EXERCISE INPUT START

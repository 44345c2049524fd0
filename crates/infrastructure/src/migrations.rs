use sqlx::migrate::Migrator;

/// 工作区根目录下 `migrations/` 中的建表脚本
pub static MIGRATOR: Migrator = sqlx::migrate!("../../migrations");
//! 基础设施层实现。
//!
//! 提供 PostgreSQL 仓储、数据库迁移、在线连接注册表与基于连接的实时推送，
//! 实现应用层定义的接口。

pub mod builder;
pub mod delivery;
pub mod dispatcher;
pub mod migrations;
pub mod notification;
pub mod registry;
pub mod repository;

pub use builder::{realtime, Infrastructure, InfrastructureConfig, InfrastructureError};
pub use delivery::PgDeliveryStatusRepository;
pub use dispatcher::SocketDispatcher;
pub use migrations::MIGRATOR;
pub use notification::PgNotificationRepository;
pub use registry::{ConnectionId, ConnectionRegistry};
pub use repository::{
    create_pg_pool, PgChatBlockRepository, PgChatMemberRepository, PgChatRepository,
    PgMessageRepository, PgStorage, PgUserDirectory,
};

EXERCISE INPUT END

## EXERCISE BRIEF
Nothing except a number is needed: how many lines of the entries contain the word "migrate"?

## COMPLETED EXERCISE
2